Now that you have this data in one central repository, you can start thinking about the reports that you’d like to generate. You first have to examine the type of data that you have. And generally, we store data in two separate formats. One that would be the raw log files themselves. They’ve not been processed. They’ve not been summarised. You would have to go through the entire log file to be able to gather information from that.
Another type of data may be a summarized set of metadata, where you’ve already gone through the log file, and you’ve created some roll-ups yourselves of the type of data that consists in the log file. Usually, reporting on the metadata is much faster than reporting on raw log file information. But the metadata doesn’t always contain everything you need. And if there’s something very specific you need you may have to go through the entire log file to report on that information.
Now, we have to think about how we’re going to create those graphs and reports and those tables. Many times, we’re storing this information in a SIEM– a Security Information and Event Manager. And the SIEM is not only going to be a storage repository, but it often includes software that’s able to gather information and details from that data, and create reports and graphs for us.
An important thing to consider is that, depending on the graph or the chart or the table that you’d like to create, it may require some extensive computing resources. If you need to go back over a three-month time frame, and the only way to gather this information is to go through raw log files, it might take quite a bit of time to finally create that final report. If you’re accessing metadata and you just want to know for the last day what was the utilization on a single device, that report may only take a few seconds to gather. So you need to think about how you’re going to be gathering this information and where it’s coming from, so that you can understand exactly what it’s going to take to create that report.
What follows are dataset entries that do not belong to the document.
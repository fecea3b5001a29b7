use std::collections::BTreeMap;
use std::sync::Arc;

use anyhow::Result;
use n1ql_value::err::Error;
use n1ql_value::mem::MemoryTracker;
use n1ql_value::spill::{self, Less, Merge, SpillArray, SpillMap, TempSpace};
use n1ql_value::val::{AnnotatedValue, Object, Value, ValuePool};
use rand::rngs::StdRng;
use rand::{Rng, SeedableRng};
use tempfile::TempDir;

struct Fixture {
	_dir: TempDir,
	pool: Arc<ValuePool>,
	temp: Arc<TempSpace>,
	tracker: MemoryTracker,
}

impl Fixture {
	fn new(quota: u64) -> Result<Self> {
		let dir = tempfile::tempdir()?;
		let temp = Arc::new(TempSpace::new(dir.path(), quota));
		Ok(Self {
			_dir: dir,
			pool: ValuePool::with_capacity(256, 16),
			temp,
			tracker: MemoryTracker::new(),
		})
	}

	fn array(&self, limit: Option<u64>, less: Option<Less>) -> SpillArray {
		SpillArray::new(
			self.pool.clone(),
			self.temp.clone(),
			limit.map(spill::threshold),
			Some(self.tracker.tracker()),
			less,
		)
	}

	fn map(&self, limit: Option<u64>, merge: Merge) -> SpillMap {
		SpillMap::new(
			self.pool.clone(),
			self.temp.clone(),
			limit.map(spill::threshold),
			Some(self.tracker.tracker()),
			merge,
		)
	}

	/// Annotates a value, accounting for it as the caller
	fn annotate(&self, value: Value) -> AnnotatedValue {
		let value = self.pool.annotate(value);
		self.tracker.track(value.size() as i64);
		value
	}

	/// Accounts for a value handed back by a container
	fn receive(&self, value: &AnnotatedValue) {
		self.tracker.track(-(value.size() as i64));
	}
}

fn ascending() -> Less {
	Arc::new(|a: &AnnotatedValue, b: &AnnotatedValue| *a.value() < *b.value())
}

fn sum() -> Merge {
	Arc::new(|a: AnnotatedValue, b: AnnotatedValue| {
		let total = [&a, &b]
			.iter()
			.filter_map(|v| v.value().as_number().and_then(|n| n.to_int()))
			.sum::<i64>();
		a.set_value(Value::from(total));
		a
	})
}

fn person(name: &str, surname: &str) -> Value {
	Value::from(Object::from([
		("name".to_string(), Value::from(name)),
		("surname".to_string(), Value::from(surname)),
	]))
}

fn full_name(v: &AnnotatedValue) -> String {
	let value = v.value();
	let part = |field| value.field(field).and_then(Value::as_str).unwrap_or_default().to_string();
	part("name") + &part("surname")
}

#[test_log::test]
fn sorted_people_survive_a_spill() -> Result<()> {
	let fixture = Fixture::new(0)?;
	let less: Less = Arc::new(|a: &AnnotatedValue, b: &AnnotatedValue| full_name(a) < full_name(b));
	let first_two = {
		let a = fixture.pool.annotate(person("Marty", "McFly")).size();
		let b = fixture.pool.annotate(person("Emmett", "Brown")).size();
		a + b
	};
	let mut array = fixture.array(Some(first_two), Some(less));
	for (name, surname) in [("Marty", "McFly"), ("Emmett", "Brown"), ("Loraine", "Baines"), ("George", "McFly")]
	{
		array.append(fixture.annotate(person(name, surname)))?;
	}
	assert!(array.stats().files >= 1);
	let mut names = Vec::new();
	array.foreach(|v| {
		fixture.receive(&v);
		names.push(full_name(&v));
		true
	})?;
	assert_eq!(names, ["EmmettBrown", "GeorgeMcFly", "LoraineBaines", "MartyMcFly"]);
	array.release();
	assert_eq!(fixture.tracker.current(), 0);
	Ok(())
}

#[test]
fn unsorted_arrays_lose_nothing() -> Result<()> {
	let mut rng = StdRng::seed_from_u64(1955);
	for _ in 0..8 {
		let fixture = Fixture::new(0)?;
		let limit = rng.gen_range(16..200);
		let mut array = fixture.array(Some(limit), None);
		let count = rng.gen_range(1..300);
		for i in 0..count {
			array.append(fixture.annotate(Value::from(i)))?;
		}
		let mut seen = Vec::new();
		array.foreach(|v| {
			fixture.receive(&v);
			seen.push(v.value().as_number().and_then(|n| n.to_int()).unwrap_or(-1));
			true
		})?;
		seen.sort();
		assert_eq!(seen, (0..count).collect::<Vec<i64>>());
		array.release();
		assert_eq!(fixture.tracker.current(), 0);
	}
	Ok(())
}

#[test]
fn sorted_arrays_match_a_single_sort() -> Result<()> {
	let mut rng = StdRng::seed_from_u64(1985);
	let fixture = Fixture::new(0)?;
	let input: Vec<Value> = (0..500)
		.map(|_| match rng.gen_range(0..3) {
			0 => Value::from(rng.gen_range(-50..50)),
			1 => Value::from(rng.gen_range(-50.0..50.0)),
			_ => Value::from(format!("{:04}", rng.gen_range(0..1000))),
		})
		.collect();
	let mut array = fixture.array(Some(256), Some(ascending()));
	for v in &input {
		array.append(fixture.annotate(v.clone()))?;
	}
	assert!(array.stats().files > 1);
	let mut out = Vec::new();
	array.foreach(|v| {
		fixture.receive(&v);
		out.push(v.value().clone());
		true
	})?;
	let mut expected = input;
	expected.sort();
	assert_eq!(out, expected);
	array.release();
	assert_eq!(fixture.tracker.current(), 0);
	Ok(())
}

#[test]
fn bounded_arrays_keep_the_k_smallest() -> Result<()> {
	let mut rng = StdRng::seed_from_u64(2015);
	let fixture = Fixture::new(0)?;
	let mut array = fixture.array(None, Some(ascending()));
	array.set_heap_size(10);
	let input: Vec<i64> = (0..200).map(|_| rng.gen_range(0..1000)).collect();
	for v in &input {
		array.append(fixture.annotate(Value::from(*v)))?;
	}
	assert_eq!(array.len(), 10);
	let mut out = Vec::new();
	array.foreach(|v| {
		fixture.receive(&v);
		out.push(v.value().clone());
		true
	})?;
	let mut expected = input;
	expected.sort();
	let expected: Vec<Value> = expected.into_iter().take(10).map(Value::from).collect();
	assert_eq!(out, expected);
	array.release();
	assert_eq!(fixture.tracker.current(), 0);
	Ok(())
}

#[test]
fn maps_fold_every_value_of_a_key() -> Result<()> {
	let mut rng = StdRng::seed_from_u64(1885);
	for _ in 0..8 {
		let fixture = Fixture::new(0)?;
		let map = fixture.map(Some(rng.gen_range(0..400)), sum());
		let mut expected: BTreeMap<String, i64> = BTreeMap::new();
		for _ in 0..rng.gen_range(1..400) {
			let key = format!("k{}", rng.gen_range(0..40));
			let v = rng.gen_range(1..10);
			// Accumulate into the in-memory entry the way a grouping operator does
			let value = match map.get(&key) {
				Some(existing) => {
					let total = existing.value().as_number().and_then(|n| n.to_int()).unwrap_or(0) + v;
					let before = existing.size();
					existing.set_value(Value::from(total));
					// Changes made in place are reported by whoever makes them
					fixture.tracker.track(existing.size() as i64 - before as i64);
					existing
				}
				None => fixture.pool.annotate(Value::from(v)),
			};
			// Every set is accounted in full, the map releases what it replaces
			fixture.tracker.track(value.size() as i64);
			map.set(key.clone(), value)?;
			*expected.entry(key).or_default() += v;
		}
		let mut out = BTreeMap::new();
		let mut keys = Vec::new();
		map.foreach(|k, v| {
			fixture.receive(&v);
			keys.push(k.clone());
			out.insert(k, v.value().as_number().and_then(|n| n.to_int()).unwrap_or(0));
			true
		})?;
		assert_eq!(out, expected);
		assert!(keys.windows(2).all(|w| w[0] < w[1]));
		assert_eq!(fixture.tracker.current(), 0);
	}
	Ok(())
}

#[test]
fn quota_exhaustion_is_a_resource_limit() -> Result<()> {
	let fixture = Fixture::new(64)?;
	let map = fixture.map(Some(0), sum());
	let mut result = Ok(());
	for i in 0..100 {
		result = map.set(format!("key{i}"), fixture.annotate(Value::from("Hill Valley courthouse clock")));
		if result.is_err() {
			break;
		}
	}
	let Err(err) = result else {
		panic!("the quota was never exceeded");
	};
	assert!(matches!(err, Error::TempQuotaExceeded));
	assert!(err.is_resource_limit());
	assert_eq!(map.stats().files, 0);
	assert_eq!(fixture.temp.used(), 0);
	assert_eq!(fixture.tracker.current(), 0);
	Ok(())
}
Sometimes the job is halfway done for you, because a number of these SIEMs and reporting tools already have a number of built-in reports ready to go. So you can click on a report, click on a time frame, click Go, and it will create the report for you. Occasionally, your manager will come to you and want something very specific. You want to know something that, perhaps, isn’t in the built-in reports. And a number of these SIEMs have report writers as well, where you can drag and drop or create some advanced queries so that you can build a report that’s specific for what you’re looking for.